Is there a grammatical convention that dictates which suffix one should adopt? Like how do we know which one to use for countries, where sometimes you add -an like Australian, American, European and other times -ish such as British, Swedish, etc. If the process is entirely arbitrary then I’d like to add a few suggestions, to help employees and clients alike to classify the many different types of IBMer that they’re likely to come across:
Used to describe a colleague that takes great pains to show care for yourself and others. Or mutter it under your breath so that it sounds sounds like sociopath.
These guys are the ones who have been in the company for a long time, and resist any attempts to adopt new business techniques or technologies. They prefer to continue in their backward ways.
The corporate under-class, downtrodden and unappreciated.
Alice: “The client is upset that their project went over budget. What shall we do?”
Bob: “Don’t worry, I’ll send one of my IBMlings.”
Alice: “But they’ll eat him alive!”
Bob: “That’s OK, he just spends the whole day looking at Facebook anyway.”
Alice: “Ah, no worries then.”
These folks have usually come into the business through an acquisition, or else they’ve been with another company for some length of time before starting at IBM. Try as they might, they Just Don’t Get It. Regardless of how many times you’ve explained it, or how much training you put them through, they refuse to do things the IBM way. Who cares that it’s faster, easier and cheaper if it doesn’t require 20 levels of management sign-off? That’s just how we do it in IBM.
Strange creatures that manage the deeply arcane aspects of the business. Often heard speaking in alien language with phrases that resembles English, but are completely unintelligible, like “all hands meeting”, “business as usual” and “drop-dead date”.
How does your company refer its employees?
Here’s the blog post that I mentioned earlier…
Less than x-cited (originally posted sometime in 2006)
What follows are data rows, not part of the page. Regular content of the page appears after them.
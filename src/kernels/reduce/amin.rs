//! amin: minimum absolute value over the reduced axes

use super::{reduce_with, ReducePlan};
use crate::error::ForgeResult;
use crate::kernels::KernelArgs;
use crate::tensor::{DenseTensor, DeviceContext, Element};

fn min_of<T: Element>(a: T, b: T) -> T {
    if b < a {
        b
    } else {
        a
    }
}

pub fn amin_raw_kernel<T: Element>(
    ctx: &DeviceContext,
    x: &DenseTensor,
    dims: &[i64],
    keep_dim: bool,
    reduce_all: bool,
    out: &mut DenseTensor,
) -> ForgeResult<()> {
    let plan = ReducePlan::new(x.shape(), dims, keep_dim, reduce_all)?;
    tracing::trace!(backend = %ctx.backend(), dtype = %T::DTYPE, axes = ?plan.axes, "amin");
    let values = reduce_with(x.as_slice::<T>()?, x.shape(), &plan, T::abs_value, min_of)?;
    out.set_data(plan.out_shape, values)
}

pub fn amin_kernel<T: Element>(
    ctx: &DeviceContext,
    x: &DenseTensor,
    dims: &[i64],
    keep_dim: bool,
    out: &mut DenseTensor,
) -> ForgeResult<()> {
    amin_raw_kernel::<T>(ctx, x, dims, keep_dim, false, out)
}

pub fn amin_entry<T: Element>(
    ctx: &DeviceContext,
    args: &KernelArgs<'_>,
    out: &mut DenseTensor,
) -> ForgeResult<()> {
    let dims = args.attrs().ints_or("dims", &[])?;
    let keep_dim = args.attrs().bool_or("keep_dim", false)?;
    amin_kernel::<T>(ctx, args.input(0)?, &dims, keep_dim, out)
}

pub fn amin_raw_entry<T: Element>(
    ctx: &DeviceContext,
    args: &KernelArgs<'_>,
    out: &mut DenseTensor,
) -> ForgeResult<()> {
    let dims = args.attrs().ints_or("dims", &[])?;
    let keep_dim = args.attrs().bool_or("keep_dim", false)?;
    let reduce_all = args.attrs().bool_or("reduce_all", false)?;
    amin_raw_kernel::<T>(ctx, args.input(0)?, &dims, keep_dim, reduce_all, out)
}
//! Ordered container of listing items.
//!
//! An `ItemCollection` accumulates items across pages and scan cycles.
//! Item order is unspecified unless `sort_by_date` has just run; callers
//! that need chronological order re-establish it explicitly.

use std::collections::HashSet;
use std::fmt;

use serde::{Deserialize, Serialize};

use crate::models::item::Item;

/// A named, mutable group of items.
#[derive(Debug, Clone, Default, Serialize, Deserialize)]
pub struct ItemCollection {
    /// Diagnostic tag, shows up in logs
    name: String,
    items: Vec<Item>,
}

impl ItemCollection {
    /// Create an empty collection.
    pub fn new(name: impl Into<String>) -> Self {
        Self {
            name: name.into(),
            items: Vec::new(),
        }
    }

    /// Create a collection from existing items.
    pub fn with_items(name: impl Into<String>, items: Vec<Item>) -> Self {
        Self {
            name: name.into(),
            items,
        }
    }

    pub fn name(&self) -> &str {
        &self.name
    }

    pub fn len(&self) -> usize {
        self.items.len()
    }

    pub fn is_empty(&self) -> bool {
        self.items.is_empty()
    }

    pub fn items(&self) -> &[Item] {
        &self.items
    }

    pub fn iter(&self) -> std::slice::Iter<'_, Item> {
        self.items.iter()
    }

    pub fn iter_mut(&mut self) -> std::slice::IterMut<'_, Item> {
        self.items.iter_mut()
    }

    pub fn into_items(self) -> Vec<Item> {
        self.items
    }

    /// Append one item.
    pub fn push(&mut self, item: Item) {
        self.items.push(item);
    }

    /// Append all items from `other`. No dedup; diffing handles that.
    pub fn merge(&mut self, other: ItemCollection) {
        self.items.extend(other.items);
    }

    /// Find an item by listing id.
    pub fn find_by_id(&self, id: u64) -> Option<&Item> {
        self.items.iter().find(|i| i.id == id)
    }

    /// Items of `self` whose fingerprint does not appear in `known`.
    ///
    /// The known fingerprints are collected into a set once, so this is
    /// linear in the two collection sizes.
    pub fn diff_against(&self, known: &ItemCollection) -> ItemCollection {
        let known_prints: HashSet<_> = known.items.iter().map(Item::fingerprint).collect();
        let items = self
            .items
            .iter()
            .filter(|i| !known_prints.contains(&i.fingerprint()))
            .cloned()
            .collect();
        ItemCollection::with_items("diff", items)
    }

    /// Drop everything that is not a sale listing.
    pub fn retain_sales(&mut self) {
        self.items
            .retain(|i| i.trade_kind == crate::models::item::TradeKind::Sell);
    }

    /// Stable ascending sort by posting time.
    pub fn sort_by_date(&mut self) {
        self.items.sort_by_key(|i| i.date);
    }

    /// Keep only the `n` chronologically newest items.
    ///
    /// Sorts ascending first, then drops from the front. This bounds the
    /// known-items baseline across the life of the process.
    pub fn truncate_to_newest(&mut self, n: usize) {
        self.sort_by_date();
        if self.items.len() > n {
            let discarded = self.items.len() - n;
            log::info!("{}: removing {} oldest items", self.name, discarded);
            self.items.drain(..discarded);
        }
    }

    /// Human-readable date range for cycle summaries.
    pub fn date_range_text(&self) -> String {
        let first = self.items.iter().map(|i| i.date).min();
        let last = self.items.iter().map(|i| i.date).max();
        match (first, last) {
            (Some(first), Some(last)) => format!(
                "{} - {}",
                first.format("%Y-%m-%d %H:%M"),
                last.format("%Y-%m-%d %H:%M")
            ),
            _ => "timerange n/a".to_string(),
        }
    }
}

impl fmt::Display for ItemCollection {
    fn fmt(&self, f: &mut fmt::Formatter<'_>) -> fmt::Result {
        for item in &self.items {
            writeln!(f, "{}", item)?;
        }
        Ok(())
    }
}

impl<'a> IntoIterator for &'a ItemCollection {
    type Item = &'a Item;
    type IntoIter = std::slice::Iter<'a, Item>;

    fn into_iter(self) -> Self::IntoIter {
        self.items.iter()
    }
}

impl IntoIterator for ItemCollection {
    type Item = Item;
    type IntoIter = std::vec::IntoIter<Item>;

    fn into_iter(self) -> Self::IntoIter {
        self.items.into_iter()
    }
}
Some of you might have missed this little tidbit in the latest issue of A/NZ Newslinks, but STG is changing the name of eServer xSeries to IBM System x™. In most regards, I’m quite happy that they’ve finally dropped the very awkward eServer branding (the capitalisation of it never really fit very well with that of the other products, e.g. ThinkPad, ThinkCentre, IntelliStation, etc.) however I still have some reservations about retaining the lowercase “x”.
Granted, IBM now has to differentiate itself from the brands that it sold off to Lenovo, but maybe there should have been a move towards integrating other IBM product and service offerings into a single, consistent messaging (or naming) scheme. For example, take the Lotus software range, where each application has a functional, descriptive name: e.g. Lotus Learning Management System or Lotus Web Conferencing.
Where the “e-” prefix has stopped being fashionable, and everything “i-” is slowly being absorbed by the Apple marketing juggernaut that is the iPod, the adoption of plain-speaking names should be applauded. Imagine, if instead of “IBM System x” we simply had a range of “IBM Servers” with family groups such as:
- IBM Mainframe Servers
- IBM Enterprise Application Servers
- IBM Small to Medium Business Server
… or something to that effect. Customers would be able to differentiate our product offerings immediately, without having to wade through various blurbs and summaries about the product range (does the average Joe even know who an iSeries is aimed at?) I know that my thinking doesn’t take into account the probable multi-million dollars worth of research into marketing, branding and customer research, and far be it from me to suggest that I could have done a better job (or come up with a better name), but I still feel compelled to say that I’m disappointed with “System x” – a name with such forced mediocrity that it can’t even afford to capitalise the “x” for fear of seeming pretentious or rude.